To: Kirk © who wrote (64475)9/11/2003 12:04:57 PM
From: rkral  Read Replies (2) | Respond to of 77400
 
OT ... Kirk, re "Options are an expense that is paid by the shareholders in the form of dilution."

The old double counting argument. It keeps popping up like a new cork, even though it's quite old. Rather than cite others, let me present the argument that finally convinced me -- that BOTH dilution and expensing are required.

You and I each own 50% of a going concern, with 490 shares each. We grant 1 option, with an exercise price of $33 when the stock price is $33, to each of our 20 employees.

Let's speed up the entire option life cycle by assuming no vesting requirement -- these options are exercisable immediately -- and that the stock price jumps to $50 the very next day. Let's further assume all employees exercise at that $50 price.

We both decide we would still like to own 50% of the company, so we each buy 10 of those shares for $500 out of each of our pockets. Our employees pocket $17 each ($50 - $33) for a total of $340.

Before the grant and exercise, there were 980 shares outstanding of which you and I each owned 50%. After, there are 1000 shares outstanding and we each still own 50%. Obviously, net income must be now divided by 1000 shares, instead of 980. That's the dilution -- with which you apparently agree.

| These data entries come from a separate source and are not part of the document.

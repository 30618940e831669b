use std::path::Path;
use std::sync::Arc;
use std::time::Duration;

use anyhow::Result;
use ha_config::{load_ha_config, HaConfig};
use ha_coordinator::{
    AbstainingInvestigator, AlwaysSucceedsFencer, CleanupTask, PeerCoordinator, PeerEvent,
    RecoveryEngine, SchedulerApi, WorkerPool,
};
use ha_domain::{Host, HostId, InstanceType, ReasonType, Vm, VmId, VmState, WorkType, ZoneId};
use ha_orchestrator::{FixedPlanner, LocalOrchestrator, Orchestrator, Planner};
use ha_store::{InMemoryWorkItemStore, RedbWorkItemStore, WorkItemStore};
use tokio::sync::Notify;
use tracing::info;

use crate::cli::{ScheduleCommand, StopWorkTypeArg, StoreBackend};
use crate::output::render_status;

/// Everything a subcommand needs. The orchestrator is a `LocalOrchestrator`:
/// this CLI drives the coordinator's logic against a deterministic,
/// side-effect-free stand-in rather than a real hypervisor fleet, consistent
/// with it being a single-node trial/operator tool.
pub struct Runtime {
    pub store: Arc<dyn WorkItemStore>,
    pub config: Arc<HaConfig>,
    pub orchestrator: Arc<LocalOrchestrator>,
    pub scheduler: SchedulerApi,
    pub server_id: String,
}

pub fn build_runtime(
    config_path: &Path,
    store: StoreBackend,
    store_path: &Path,
    server_id: &str,
) -> Result<Runtime> {
    let config = Arc::new(if config_path.exists() {
        load_ha_config(config_path)?
    } else {
        HaConfig::default()
    });

    let work_store: Arc<dyn WorkItemStore> = match store {
        StoreBackend::Memory => Arc::new(InMemoryWorkItemStore::new()),
        StoreBackend::Redb => Arc::new(RedbWorkItemStore::open(store_path)?),
    };

    let orchestrator = Arc::new(LocalOrchestrator::new());
    let scheduler = SchedulerApi::new(
        server_id.to_string(),
        work_store.clone(),
        config.clone(),
        orchestrator.clone() as Arc<dyn Orchestrator>,
        vec![Arc::new(AbstainingInvestigator)],
        orchestrator.clone(),
        Arc::new(Notify::new()),
    );

    Ok(Runtime { store: work_store, config, orchestrator, scheduler, server_id: server_id.to_string() })
}

/// Materialize a VM record if the local orchestrator's inventory doesn't
/// already have one; this is a trial tool with no external inventory feed.
async fn ensure_vm(orchestrator: &LocalOrchestrator, vm_id: &VmId, host_id: &HostId) -> Vm {
    if let Some(vm) = orchestrator.find_by_id(vm_id).await.ok().flatten() {
        return vm;
    }
    let vm = Vm {
        id: vm_id.clone(),
        instance_type: InstanceType::User,
        state: VmState::Running,
        host_id: Some(host_id.clone()),
        last_host_id: None,
        zone_id: ZoneId::new("default"),
        update_time: 0,
        ha_enabled: true,
    };
    orchestrator.seed(vm.clone()).await;
    vm
}

async fn ensure_host(orchestrator: &LocalOrchestrator, host_id: &HostId) -> Host {
    if let Some(host) = orchestrator.find_host(host_id).await.ok().flatten() {
        return host;
    }
    let host = Host {
        id: host_id.clone(),
        zone_id: ZoneId::new("default"),
        hypervisor: "kvm".to_string(),
        is_routing_only: false,
    };
    orchestrator.seed_host(host.clone()).await;
    host
}

// ── run ───────────────────────────────────────────────────────────────────

pub async fn run(rt: Runtime) -> Result<()> {
    let orchestrator: Arc<dyn Orchestrator> = rt.orchestrator.clone();
    let ordinary_planner: Arc<dyn Planner> =
        Arc::new(FixedPlanner::new("cli-ordinary", HostId::new("auto")));
    let ha_planners: Vec<Arc<dyn Planner>> =
        vec![Arc::new(FixedPlanner::new("cli-ha-fallback", HostId::new("auto-ha")))];

    let engine = Arc::new(RecoveryEngine::new(
        rt.store.clone(),
        orchestrator,
        rt.orchestrator.clone(),
        rt.orchestrator.clone(),
        rt.orchestrator.clone(),
        rt.orchestrator.clone(),
        vec![Arc::new(AbstainingInvestigator)],
        vec![Arc::new(AlwaysSucceedsFencer)],
        ordinary_planner,
        ha_planners,
        rt.config.clone(),
    ));

    let pool = WorkerPool::new(
        "hacoord-local",
        rt.config.ha_workers,
        Duration::from_secs(rt.config.time_to_sleep),
        rt.store.clone(),
        move |item| {
            let engine = engine.clone();
            async move { engine.process(item).await }
        },
    );

    let cleanup = Arc::new(CleanupTask::new(rt.store.clone(), rt.config.clone()));
    // This local trial tool has no cluster membership feed to drive
    // PeerCoordinator from, so the only event it ever sees is this server's
    // own graceful departure, raised below on shutdown.
    let peers = PeerCoordinator::new(rt.store.clone());

    info!(workers = rt.config.ha_workers, "starting worker pool");
    let handles = pool.start();
    let _cleanup_handle = cleanup.spawn();

    tokio::signal::ctrl_c().await?;
    info!("shutdown requested, draining workers");
    pool.stop().await;
    if let Err(e) = peers.handle(PeerEvent::Left(rt.server_id.clone())).await {
        tracing::error!(error = %e, "failed to release leases on departure");
    }
    for h in handles {
        let _ = h.await;
    }
    Ok(())
}

// ── schedule ──────────────────────────────────────────────────────────────

pub async fn schedule(rt: &Runtime, command: ScheduleCommand) -> Result<()> {
    match command {
        ScheduleCommand::Restart { vm, host, investigate } => {
            let vm_id = VmId::new(vm);
            let host_id = HostId::new(host);
            let vm = ensure_vm(&rt.orchestrator, &vm_id, &host_id).await;
            rt.scheduler.schedule_restart(&vm, investigate, ReasonType::HostDown).await?;
            println!("scheduled restart for {vm_id}");
        }
        ScheduleCommand::Stop { vm, host, work_type } => {
            let vm_id = VmId::new(vm);
            let host_id = host.map(HostId::new).unwrap_or_else(|| HostId::new("auto"));
            let vm = ensure_vm(&rt.orchestrator, &vm_id, &host_id).await;
            let work_type = match work_type {
                StopWorkTypeArg::Stop => WorkType::Stop,
                StopWorkTypeArg::CheckStop => WorkType::CheckStop,
                StopWorkTypeArg::ForceStop => WorkType::ForceStop,
            };
            rt.scheduler
                .schedule_stop(&vm, Some(&host_id), work_type, ReasonType::UserRequested)
                .await?;
            println!("scheduled {work_type} for {vm_id}");
        }
        ScheduleCommand::Migration { vm, host } => {
            let vm_id = VmId::new(vm);
            let host_id = HostId::new(host);
            let vm = ensure_vm(&rt.orchestrator, &vm_id, &host_id).await;
            rt.scheduler.schedule_migration(&vm, ReasonType::HostMaintenance).await?;
            println!("scheduled migration for {vm_id}");
        }
        ScheduleCommand::Destroy { vm, host } => {
            let vm_id = VmId::new(vm.clone());
            let host_id = host.clone().map(HostId::new).unwrap_or_else(|| HostId::new("auto"));
            let vm = ensure_vm(&rt.orchestrator, &vm_id, &host_id).await;
            rt.scheduler
                .schedule_destroy(&vm, host.map(HostId::new).as_ref(), ReasonType::UserRequested)
                .await?;
            println!("scheduled destroy for {vm_id}");
        }
    }
    Ok(())
}

// ── investigate ───────────────────────────────────────────────────────────

pub async fn investigate(rt: &Runtime, host: String) -> Result<()> {
    let host_id = HostId::new(host);
    let host = ensure_host(&rt.orchestrator, &host_id).await;
    let status = rt.scheduler.investigate(&host).await?;
    println!("{status:?}");
    Ok(())
}

// ── status ────────────────────────────────────────────────────────────────

pub async fn status(rt: &Runtime) -> Result<()> {
    let report = rt.scheduler.status().await?;
    print!("{}", render_status(&report));
    Ok(())
}

// ── cleanup ───────────────────────────────────────────────────────────────

pub async fn cleanup(rt: &Runtime) -> Result<()> {
    let task = CleanupTask::new(rt.store.clone(), rt.config.clone());
    let purged = task.run_once().await?;
    println!("purged {purged} item(s)");
    Ok(())
}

As a result of the exercise, shareholders' equity has increased by $660 (20 * $33). We're the owners, so we declare a $0.66 per share dividend. You and I both pocket $330 (500 * $0.66), reducing our cost to maintain 50% ownership to $170 each ($500 - $330).

In summary, we've got a $340 total less in our pockets, and the employees have a $340 total more in theirs. We each owned 50% of the company before, and we still own 50%. The company is worth exactly the same after as before .. but there's been a $340 transfer of wealth from shareholders to employees. That's the expense. The fact that you and I paid the expense makes no difference. Effectively, we paid that expense on behalf of the company .. and it is compensation income to the employees.

This sequence of events does not involve a shell game. It is real .. and hopefully, you now see that *both* option expensing and dilution are required fairly treat the overall consequences of the events.
Regards, Ron



To: Kirk © who wrote (64475)9/12/2003 9:41:52 PM
From: Boca_PETE  Read Replies (1) | Respond to of 77400
 
b) Options *are not* a business expense !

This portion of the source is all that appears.